Cette maison, Hong Chao Fong Kham, a toutes les caractéristiques des maisons nobles du nord : construite en teck sur pilotis, on accède aux pièces d’habitation par un escalier qui débouche dur une terrasse. Deux bâtiments se font face, l’un la résidence de la famille avec une pièce ouverte sur la terrasse où sont accueillis les invités. Cette pièce comporte un petit autel avec une statue de Bouddha. La ou les pièce(s), suivant la fortune de la famille, où vit la famille est (sont) fermée(s) et strictement privée(s). Elle est (sont) protégée(s) par une sculpture de bois au pouvoir protecteur insérée au-dessus de la porte d’entrée. Dans cette maison, qui appartenait à une famille noble, la partie privée comporte un salon et trois chambres à coucher. De l’autre côté de la terrasse un deuxième bâtiment est réservé au service : destiné au personnel, il comporte un garde-manger, ici transformé en salle d’exposition, et la cuisine. Aucune pièce ne comporte de plafond, les tuiles de bois sont visibles de l’intérieur : ceci permet de favoriser l’évacuation de l’air chaud par le toit.
Au rez-de-chaussée, sous la maison sont rangés les objets utilitaires dont le métier à tisser de la famille. Dans cette maison une petite boutique vendant des articles tissés sur place occupe une partie du rez-de-chaussée.
Une dernière visite est réservée au Wat Phra That Chae Haeng.

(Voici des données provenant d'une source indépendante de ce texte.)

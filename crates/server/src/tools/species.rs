//! species_analyze, species_search and species_sound tool implementations.
//!
//! All three call the species API through the intermediary, so they degrade to
//! the offline reply instead of failing when the network is gone.

use base64::Engine;
use base64::engine::general_purpose::STANDARD;
use rmcp::{ErrorData as McpError, model::CallToolResult};
use schemars::JsonSchema;
use serde::{Deserialize, Serialize};

use naturia_client::SpeciesClient;
use naturia_core::{ApiReply, CacheDb, SoundLookup, SpeciesKind};

use super::json_result;
use crate::error::ToolError;

/// Input parameters for species_analyze tool.
#[derive(Debug, Clone, Serialize, Deserialize, JsonSchema)]
pub struct SpeciesAnalyzeParams {
    /// The photograph, base64 encoded.
    pub image_base64: String,

    /// Original filename; its extension picks the image type.
    #[serde(default = "default_filename")]
    pub filename: String,

    /// "insecto" (default) or "planta".
    #[serde(default)]
    pub kind: SpeciesKind,
}

fn default_filename() -> String {
    "imagen.jpg".into()
}

/// Input parameters for species_search tool.
#[derive(Debug, Clone, Serialize, Deserialize, JsonSchema)]
pub struct SpeciesSearchParams {
    /// Common or scientific name, or a short description.
    pub query: String,

    /// "insecto" (default) or "planta".
    #[serde(default)]
    pub kind: SpeciesKind,
}

/// Output structure for species_analyze and species_search tools.
#[derive(Debug, Clone, Serialize, Deserialize, JsonSchema)]
pub struct SpeciesSearchOutput {
    /// The API reply, species or error, as received.
    pub reply: ApiReply,
    /// Whether the result was added to the history.
    pub recorded: bool,
}

/// Implementation of the species_analyze tool.
///
/// Like species_search, a species reply is remembered in the history.
pub async fn analyze_impl(
    db: &CacheDb, species: &SpeciesClient, params: SpeciesAnalyzeParams,
) -> Result<CallToolResult, McpError> {
    let image = STANDARD
        .decode(params.image_base64.trim())
        .map_err(|e| ToolError::InvalidInput(format!("image_base64: {e}")))?;

    let reply = species.analyze_image(&image, &params.filename, params.kind).await?;
    let recorded = remember(db, &reply).await?;
    json_result(&SpeciesSearchOutput { reply, recorded })
}

/// Implementation of the species_search tool.
///
/// A species reply is remembered in the history.
pub async fn search_impl(
    db: &CacheDb, species: &SpeciesClient, params: SpeciesSearchParams,
) -> Result<CallToolResult, McpError> {
    let reply = species.search_text(&params.query, params.kind).await?;
    let recorded = remember(db, &reply).await?;
    json_result(&SpeciesSearchOutput { reply, recorded })
}

async fn remember(db: &CacheDb, reply: &ApiReply) -> Result<bool, McpError> {
    match reply {
        ApiReply::Species(result) => {
            db.record_history(result).await?;
            Ok(true)
        }
        ApiReply::Error { .. } => Ok(false),
    }
}

/// Implementation of the species_sound tool.
pub async fn sound_impl(species: &SpeciesClient, params: SoundLookup) -> Result<CallToolResult, McpError> {
    let reply = species.lookup_sound(&params).await?;
    json_result(&reply)
}
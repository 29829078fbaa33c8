//! SQLite-backed generational response cache.
//!
//! This module provides a persistent cache of response snapshots grouped into
//! named generations, using SQLite with async access via tokio-rusqlite. It
//! supports:
//!
//! - Keys derived from the normalized request identity (method + URL)
//! - Automatic schema migrations
//! - WAL mode for concurrent access
//! - Whole-generation promotion and eviction

pub mod connection;
pub mod entries;
pub mod generations;
pub mod hash;
pub mod migrations;

pub use crate::Error;

pub use connection::CacheDb;
pub use entries::CacheEntry;
pub use generations::{Generation, GenerationInfo, GenerationState};
//! Wire types of the classification/search API and the audio lookup.
//!
//! Field names follow the upstream JSON, which is in Spanish.

use serde::{Deserialize, Deserializer, Serialize};
use std::fmt;

/// Points shown when the upstream omits or garbles `puntos`.
pub const DEFAULT_POINTS: u32 = 50;

/// What the user photographed or asked about.
#[derive(Debug, Clone, Copy, Default, PartialEq, Eq, Serialize, Deserialize, schemars::JsonSchema)]
#[serde(rename_all = "lowercase")]
pub enum SpeciesKind {
    #[default]
    Insecto,
    Planta,
}

impl SpeciesKind {
    pub fn as_str(&self) -> &'static str {
        match self {
            Self::Insecto => "insecto",
            Self::Planta => "planta",
        }
    }
}

impl fmt::Display for SpeciesKind {
    fn fmt(&self, f: &mut fmt::Formatter<'_>) -> fmt::Result {
        f.write_str(self.as_str())
    }
}

/// Danger level, parsed case-insensitively from `baja`/`media`/`alta`
/// (English spellings accepted too). Anything else reads as `Low`.
#[derive(Debug, Clone, Copy, Default, PartialEq, Eq, Serialize, schemars::JsonSchema)]
#[serde(rename_all = "lowercase")]
pub enum DangerLevel {
    #[default]
    Low,
    Medium,
    High,
}

impl DangerLevel {
    pub fn parse_lenient(s: &str) -> Self {
        match s.trim().to_lowercase().as_str() {
            "media" | "medium" => Self::Medium,
            "alta" | "high" => Self::High,
            _ => Self::Low,
        }
    }
}

impl<'de> Deserialize<'de> for DangerLevel {
    fn deserialize<D: Deserializer<'de>>(deserializer: D) -> Result<Self, D::Error> {
        let raw = Option::<String>::deserialize(deserializer)?;
        Ok(raw.as_deref().map(Self::parse_lenient).unwrap_or_default())
    }
}

fn default_points() -> u32 {
    DEFAULT_POINTS
}

/// Accepts `42`, `42.9`, `"42"` or `"42 pts"`, keeping the leading whole
/// number. Zero, negatives and anything without leading digits become the
/// default.
fn lenient_points<'de, D: Deserializer<'de>>(deserializer: D) -> Result<u32, D::Error> {
    let raw = Option::<serde_json::Value>::deserialize(deserializer)?;
    let points = match raw {
        Some(serde_json::Value::Number(n)) => leading_integer(&n.to_string()),
        Some(serde_json::Value::String(s)) => leading_integer(&s),
        _ => None,
    };
    Ok(points.filter(|p| *p > 0).unwrap_or(DEFAULT_POINTS))
}

fn leading_integer(text: &str) -> Option<u32> {
    let text = text.trim_start();
    let text = text.strip_prefix('+').unwrap_or(text);
    let end = text.find(|c: char| !c.is_ascii_digit()).unwrap_or(text.len());
    text[..end].parse().ok()
}

/// An identified species.
#[derive(Debug, Clone, PartialEq, Eq, Serialize, Deserialize, schemars::JsonSchema)]
pub struct SpeciesResult {
    #[serde(rename = "nombre")]
    pub name: String,
    #[serde(rename = "cientifico", default)]
    pub scientific_name: String,
    #[serde(rename = "descripcion", default)]
    pub description: String,
    #[serde(default)]
    pub habitat: String,
    #[serde(rename = "dato_curioso", default)]
    pub curiosity: String,
    #[serde(rename = "peligrosidad", default)]
    pub danger: DangerLevel,
    #[serde(rename = "puntos", default = "default_points", deserialize_with = "lenient_points")]
    pub points: u32,
    #[serde(rename = "imagen", default, skip_serializing_if = "Option::is_none")]
    pub image_url: Option<String>,
    #[serde(rename = "regiones", default, skip_serializing_if = "Vec::is_empty")]
    pub regions: Vec<String>,
    #[serde(rename = "sonido", default, skip_serializing_if = "Option::is_none")]
    pub sound: Option<SoundInfo>,
}

/// Either a species or an application error from upstream.
#[derive(Debug, Clone, PartialEq, Eq, Serialize, Deserialize, schemars::JsonSchema)]
#[serde(untagged)]
pub enum ApiReply {
    Error {
        error: String,
        #[serde(default, skip_serializing_if = "std::ops::Not::not")]
        offline: bool,
        #[serde(rename = "codigo_error", default, skip_serializing_if = "Option::is_none")]
        code: Option<String>,
    },
    Species(Box<SpeciesResult>),
}

/// Request body for the audio lookup.
#[derive(Debug, Clone, PartialEq, Eq, Serialize, Deserialize, schemars::JsonSchema)]
#[serde(rename_all = "camelCase")]
pub struct SoundLookup {
    pub name: String,
    #[serde(default, skip_serializing_if = "Option::is_none")]
    pub scientific_name: Option<String>,
    #[serde(rename = "type")]
    pub kind: SpeciesKind,
}

/// Audio recording metadata.
#[derive(Debug, Clone, PartialEq, Eq, Serialize, Deserialize, schemars::JsonSchema)]
#[serde(rename_all = "camelCase")]
pub struct SoundInfo {
    pub url: String,
    pub source: String,
    #[serde(default)]
    pub sound_type: String,
    #[serde(default, skip_serializing_if = "Option::is_none")]
    pub quality: Option<String>,
    #[serde(default, skip_serializing_if = "Option::is_none")]
    pub location: Option<String>,
}

/// Reply of the audio lookup.
#[derive(Debug, Clone, PartialEq, Eq, Serialize, Deserialize, schemars::JsonSchema)]
pub struct SoundReply {
    pub found: bool,
    #[serde(default, skip_serializing_if = "Option::is_none")]
    pub sound: Option<SoundInfo>,
}

#[cfg(test)]
mod tests {
    use super::*;

    #[test]
    fn test_parse_species() {
        let json = r#"{
            "nombre": "Chinita",
            "cientifico": "Eriopis connexa",
            "descripcion": "Un escarabajo pequeño.",
            "habitat": "Zona central",
            "peligrosidad": "Baja",
            "dato_curioso": "Come pulgones.",
            "puntos": 35,
            "regiones": ["Valparaíso", "Metropolitana"]
        }"#;

        let reply: ApiReply = serde_json::from_str(json).unwrap();
        let ApiReply::Species(species) = reply else { panic!("expected species") };
        assert_eq!(species.name, "Chinita");
        assert_eq!(species.scientific_name, "Eriopis connexa");
        assert_eq!(species.danger, DangerLevel::Low);
        assert_eq!(species.points, 35);
        assert_eq!(species.regions.len(), 2);
        assert!(species.sound.is_none());
    }

    #[test]
    fn test_parse_error_reply_verbatim() {
        let json = r#"{"error": "No pude identificar un insecto en esta imagen.", "tipo": "insecto"}"#;
        let reply: ApiReply = serde_json::from_str(json).unwrap();
        assert_eq!(
            reply,
            ApiReply::Error {
                error: "No pude identificar un insecto en esta imagen.".into(),
                offline: false,
                code: None,
            }
        );
    }

    #[test]
    fn test_parse_offline_reply() {
        let json = r#"{"error": "Sin conexión", "offline": true}"#;
        let reply: ApiReply = serde_json::from_str(json).unwrap();
        assert!(matches!(reply, ApiReply::Error { offline: true, .. }));
    }

    #[test]
    fn test_lenient_points() {
        let species: SpeciesResult = serde_json::from_str(r#"{"nombre": "A", "puntos": "80"}"#).unwrap();
        assert_eq!(species.points, 80);

        let species: SpeciesResult = serde_json::from_str(r#"{"nombre": "A", "puntos": "muchos"}"#).unwrap();
        assert_eq!(species.points, DEFAULT_POINTS);

        let species: SpeciesResult = serde_json::from_str(r#"{"nombre": "A", "puntos": "42abc"}"#).unwrap();
        assert_eq!(species.points, 42);

        let species: SpeciesResult = serde_json::from_str(r#"{"nombre": "A", "puntos": 42.9}"#).unwrap();
        assert_eq!(species.points, 42);

        let species: SpeciesResult = serde_json::from_str(r#"{"nombre": "A", "puntos": "0"}"#).unwrap();
        assert_eq!(species.points, DEFAULT_POINTS);

        let species: SpeciesResult = serde_json::from_str(r#"{"nombre": "A", "puntos": "-5"}"#).unwrap();
        assert_eq!(species.points, DEFAULT_POINTS);

        let species: SpeciesResult = serde_json::from_str(r#"{"nombre": "A"}"#).unwrap();
        assert_eq!(species.points, DEFAULT_POINTS);
    }

    #[test]
    fn test_danger_levels() {
        assert_eq!(DangerLevel::parse_lenient("MEDIA"), DangerLevel::Medium);
        assert_eq!(DangerLevel::parse_lenient(" alta "), DangerLevel::High);
        assert_eq!(DangerLevel::parse_lenient("high"), DangerLevel::High);
        assert_eq!(DangerLevel::parse_lenient("desconocida"), DangerLevel::Low);

        let species: SpeciesResult = serde_json::from_str(r#"{"nombre": "A", "peligrosidad": null}"#).unwrap();
        assert_eq!(species.danger, DangerLevel::Low);
    }

    #[test]
    fn test_sound_lookup_wire_format() {
        let lookup =
            SoundLookup { name: "Chincol".into(), scientific_name: Some("Zonotrichia capensis".into()), kind: SpeciesKind::Insecto };
        let json = serde_json::to_value(&lookup).unwrap();
        assert_eq!(
            json,
            serde_json::json!({ "name": "Chincol", "scientificName": "Zonotrichia capensis", "type": "insecto" })
        );
    }

    #[test]
    fn test_sound_reply() {
        let json = r#"{"found": true, "sound": {"url": "https://x.test/a.mp3", "source": "Xeno-Canto", "soundType": "canto", "quality": "A"}}"#;
        let reply: SoundReply = serde_json::from_str(json).unwrap();
        let sound = reply.sound.unwrap();
        assert!(reply.found);
        assert_eq!(sound.sound_type, "canto");
        assert_eq!(sound.quality.as_deref(), Some("A"));
        assert!(sound.location.is_none());

        let reply: SoundReply = serde_json::from_str(r#"{"found": false}"#).unwrap();
        assert!(!reply.found);
    }
}
//! Network access for the intermediary.
//!
//! ### Fetcher seam
//! - A transport failure (DNS, refused, reset, timeout) is `Err`.
//! - Any HTTP status, including 4xx and 5xx, is `Ok`; deciding what a
//!   status means is left to the caller.
//!
//! ### Safety limits
//! - Max redirects: 5
//! - Max body bytes: 5MB (configurable)

pub mod url;

use async_trait::async_trait;
use reqwest::header::{HeaderMap, HeaderName, HeaderValue};
use reqwest::{Client, Method};
use std::time::{Duration, Instant};

pub use self::url::{UrlError, canonicalize, identity, resolve};

use naturia_core::{AppConfig, Error, InterceptedRequest, ResponseSnapshot};

/// Something that can put a request on the wire.
#[async_trait]
pub trait Fetcher: Send + Sync {
    async fn fetch(&self, request: &InterceptedRequest) -> Result<ResponseSnapshot, Error>;
}

/// Configuration for the HTTP fetcher.
#[derive(Debug, Clone)]
pub struct FetchConfig {
    /// User agent string (default: "naturia-sw/0.1")
    pub user_agent: String,

    /// Maximum response body size in bytes (default: 5MB)
    pub max_bytes: usize,

    /// Connect timeout (default: 20s)
    pub timeout: Duration,

    /// Maximum number of redirects to follow (default: 5)
    pub max_redirects: usize,
}

impl Default for FetchConfig {
    fn default() -> Self {
        Self {
            user_agent: "naturia-sw/0.1".to_string(),
            max_bytes: 5 * 1024 * 1024,
            timeout: Duration::from_millis(20000),
            max_redirects: 5,
        }
    }
}

impl From<&AppConfig> for FetchConfig {
    fn from(config: &AppConfig) -> Self {
        Self {
            user_agent: config.user_agent.clone(),
            max_bytes: config.max_bytes,
            timeout: config.timeout(),
            ..Default::default()
        }
    }
}

/// reqwest-backed [`Fetcher`].
#[derive(Debug, Clone)]
pub struct HttpFetcher {
    http: Client,
    config: FetchConfig,
}

impl HttpFetcher {
    /// Create a new fetcher with the given configuration.
    pub fn new(config: FetchConfig) -> Result<Self, Error> {
        let http = Client::builder()
            .user_agent(&config.user_agent)
            .connect_timeout(config.timeout)
            .redirect(reqwest::redirect::Policy::limited(config.max_redirects))
            .use_rustls_tls()
            .gzip(true)
            .brotli(true)
            .deflate(true)
            .build()
            .map_err(|e| Error::Network(format!("failed to build HTTP client: {}", e)))?;

        Ok(Self { http, config })
    }

    /// Get reference to the configuration.
    pub fn config(&self) -> &FetchConfig {
        &self.config
    }

    fn headers(request: &InterceptedRequest) -> Result<HeaderMap, Error> {
        let mut headers = HeaderMap::new();
        for (name, value) in &request.headers {
            let name = HeaderName::from_bytes(name.as_bytes())
                .map_err(|e| Error::InvalidInput(format!("header name {name:?}: {e}")))?;
            let value = HeaderValue::from_str(value)
                .map_err(|e| Error::InvalidInput(format!("header value for {name}: {e}")))?;
            headers.append(name, value);
        }
        Ok(headers)
    }

    fn too_large(&self, len: usize) -> Error {
        Error::FetchTooLarge(format!("{} bytes exceeds {}", len, self.config.max_bytes))
    }
}

#[async_trait]
impl Fetcher for HttpFetcher {
    async fn fetch(&self, request: &InterceptedRequest) -> Result<ResponseSnapshot, Error> {
        let start = Instant::now();
        let method = Method::from_bytes(request.method.as_bytes())
            .map_err(|e| Error::InvalidInput(format!("method {}: {}", request.method, e)))?;

        let mut builder = self
            .http
            .request(method, request.url.clone())
            .headers(Self::headers(request)?);
        if let Some(body) = &request.body {
            builder = builder.body(body.clone());
        }

        let response = builder
            .send()
            .await
            .map_err(|e| Error::Network(format!("{} {}: {}", request.method, request.url, e)))?;

        let status = response.status();

        if let Some(len) = response.content_length()
            && len as usize > self.config.max_bytes
        {
            return Err(self.too_large(len as usize));
        }

        let headers = response
            .headers()
            .iter()
            .filter_map(|(name, value)| value.to_str().ok().map(|v| (name.as_str().to_string(), v.to_string())))
            .collect();

        let bytes = response
            .bytes()
            .await
            .map_err(|e| Error::Network(format!("failed to read response: {}", e)))?;

        if bytes.len() > self.config.max_bytes {
            return Err(self.too_large(bytes.len()));
        }

        tracing::debug!(
            "fetched {} {} -> {} in {}ms ({} bytes)",
            request.method,
            request.url,
            status.as_u16(),
            start.elapsed().as_millis(),
            bytes.len()
        );

        Ok(ResponseSnapshot::new(status.as_u16(), headers, bytes.to_vec()))
    }
}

C’est le temple le plus sacré de la province de Nan. Il est situé sur une colline, sur la rive orientale de la rivière Nan, à un kilomètre environ de l’agglomération. C’est un temple emblématique du pays. Ce quartier fut le premier centre-ville de Nan quand la capitale s’y établit après avoir quitté Pua, au nord de la province. Ce temple fut fondé en 1355 pour enchâsser 7 reliques du Bouddha. Les structures de ce temple sont complexes avec différentes influences stylistiques, Lanna, Tai Lue et birmane. Le grand chedi, en position centrale, est en briques couvert de stuc, de cuivre et de feuilles d’or. Le bâtiment principal, le viharn, est de style Lanna avec deux lions de style birman à l’entrée et une décoration unique au-dessus de la porte d’entrée montrant deux nâgas entrelacés.
L’authenticité de la culture de cette région séduit. On est loin des pompes de la royauté de Bangkok. Les paysages de montagne sont un écrin magnifique et on peut y trouver un peu de fraîcheur bienvenue.